Tuesday, September 8, 2009

DAY 3: REVOLUTIONS, RESTORATIONS AND THE MOTHER OF THE MOTHER OF FRANKENSTEIN

Day 3: From 9:00 until 19:00 = 1660 - 1798
Introduction: From the optimistic, baroque, Shakespearian (Christopher Marlowe wouldn't approve of me saying that!) and unashamedly "art-y" Renaissance, we travel to the years of political turmoil: The Restoration Period. Sometimes called the Neoclassical Period, this stage in our language's developement was a bit more... restrained. Society in general was busy trying to repress the memories of the nasty things that had happened in the past. Writers of the time loved the sharp pen of wit, and used it with an ordered and structured style that was a deliberate turn away from the grandeur of the Golden Age. Not to say that this period was boring: this was the time of John Milton (poor devil, ha ha), Jonathan Swift and Alexander Pope. Writers such as those, in the midst of all the chaos that they revelled in or hated at turn, still suffered most keenly from the wounds of life... which tragically led some to attempt to or succeed (?!) in ending their own.

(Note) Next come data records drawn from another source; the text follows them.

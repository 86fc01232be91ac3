use std::path::PathBuf;

use clap::{Args, Parser as ClapParser, Subcommand, ValueEnum};

#[derive(Debug, ClapParser)]
#[command(
    name       = env!("CARGO_PKG_NAME"),
    version    = env!("CARGO_PKG_VERSION"),
    long_version = concat!(
        env!("CARGO_PKG_VERSION"),
        " (dvdvideo ", env!("DVDVIDEO_VERSION"), ", built ", env!("BUILD_TIMESTAMP"), ")"
    ),
    author     = env!("CARGO_PKG_AUTHORS"),
    about      = "Demultiplex DVD-Video titles and menus into elementary streams with chapters",
    long_about = None,
)]
pub struct Cli {
    /// Set the log level
    #[arg(long, global = true, value_enum, default_value_t = LogLevel::Info)]
    pub loglevel: LogLevel,

    /// Treat warnings as fatal errors (fail on first warning).
    #[arg(long, global = true)]
    pub strict: bool,

    /// Log output format.
    #[arg(long, global = true, value_enum, default_value_t = LogFormat::Plain)]
    pub log_format: LogFormat,

    /// Show progress bars during operations.
    #[arg(long, global = true)]
    pub progress: bool,

    /// Choose an operation to perform.
    #[command(subcommand)]
    pub command: Commands,
}

impl Cli {
    /// Level at which recoverable anomalies become errors.
    pub fn fail_level(&self) -> log::Level {
        if self.strict {
            log::Level::Warn
        } else {
            log::Level::Error
        }
    }
}

#[derive(Debug, Subcommand)]
pub enum Commands {
    /// Demultiplex titles and menus into elementary streams, chapters and a
    /// mkvmerge script.
    Extract(ExtractArgs),

    /// Print the title sets, stream attributes and cell tables of a disc
    Info(InfoArgs),
}

#[derive(Debug, Args)]
pub struct ExtractArgs {
    /// VIDEO_TS directory or its parent.
    #[arg(short, long, value_name = "DIR")]
    pub input: PathBuf,

    /// Output directory, created when missing.
    #[arg(short, long, value_name = "DIR")]
    pub output: PathBuf,

    /// Directory holding mkvmerge, used in the generated scripts.
    #[arg(short, long, value_name = "DIR", default_value = ".")]
    pub tools: PathBuf,

    /// Titles to extract: `title,menu,video,{audio,...},{subtitle,...};...`
    /// with menu and video as 0 or 1. Everything when omitted.
    #[arg(short, long, value_name = "LIST")]
    pub selection: Option<String>,

    /// Seed for chapter and edition UIDs. Derived from the clock when
    /// omitted.
    #[arg(long, value_name = "N")]
    pub seed: Option<u64>,
}

#[derive(Debug, Args)]
pub struct InfoArgs {
    /// VIDEO_TS directory or its parent.
    #[arg(value_name = "DIR")]
    pub input: PathBuf,

    /// Output format.
    #[arg(long, value_enum, default_value_t = InfoFormat::Plain)]
    pub format: InfoFormat,
}

#[derive(Debug, Clone, Copy, ValueEnum)]
pub enum LogLevel {
    /// Disable logging output.
    Off,
    /// No output except errors.
    Error,
    /// Show warnings and errors.
    Warn,
    /// Show info, warnings and errors (default).
    Info,
    /// Show debug, info, warnings and errors.
    Debug,
    /// Show all log messages including trace.
    Trace,
}

impl LogLevel {
    /// Convert LogLevel to log::LevelFilter
    pub fn to_level_filter(self) -> log::LevelFilter {
        match self {
            LogLevel::Off => log::LevelFilter::Off,
            LogLevel::Error => log::LevelFilter::Error,
            LogLevel::Warn => log::LevelFilter::Warn,
            LogLevel::Info => log::LevelFilter::Info,
            LogLevel::Debug => log::LevelFilter::Debug,
            LogLevel::Trace => log::LevelFilter::Trace,
        }
    }
}

#[derive(Debug, Clone, Copy, ValueEnum)]
pub enum LogFormat {
    /// Colorized human-readable text.
    Plain,
    /// Structured JSON per log record.
    Json,
}

#[derive(Debug, Clone, Copy, ValueEnum, PartialEq)]
pub enum InfoFormat {
    /// Aligned text tables.
    Plain,
    /// YAML document.
    Yaml,
}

Locations: 1. The life of Mary Wollstonecraft (1759-1797) Beginning the day bright and early, we will journey into the life of Mary Wollstonecraft: a writer, philosopher and feminist. Our first location will be where she was born... Spitalfileds, London. We will travel the streets she once did and visit the house she was forced to leave after her abusive, alchoholic father squandered the family savings. If time allows us (for we have so far to go, and so little time to get there!), we might visit the tavern he frequented for most of her youth. Jumping ahead in her troubled life, we will visit the school for young girls that Wollenstonecraft and a childhood friend set up in Newtington Green. She later abandoned the school, devastated by her friend's sudden death, for a job as a governess. Near that building, which still stands today and whose history books read fondly of "Mistress Mary", we will have a picnic in the flowering gardens.The next location will be even more grim: after multiple rejections and broken relationships, she attempted to poison herself with laudanum in her small apartment in London, which we will visit. Next, we will walk along the River Thames in which she had jumped and was subsequently saved by a stranger. But her soulmate, the solemn William Godwin, prevented further attempts at suicide: she died, at the age of thirty eight, a week after giving birth to a child called Mary Wollstonecraft Godwin... later Mary Shelly, authoress of Frankenstein! At the end of a very long and eventful day, we can eat supper at her memorial site at Old Saint Pancreas Churchyard, where this poem by William Roscoe can be read:

"Hard was thy fate in all scenes of life
As daughter, sister, mother, friend and wife;
But harder still, thy fate in death we own,
Thus mourn'd by Godwin whose heart seem'd of stone."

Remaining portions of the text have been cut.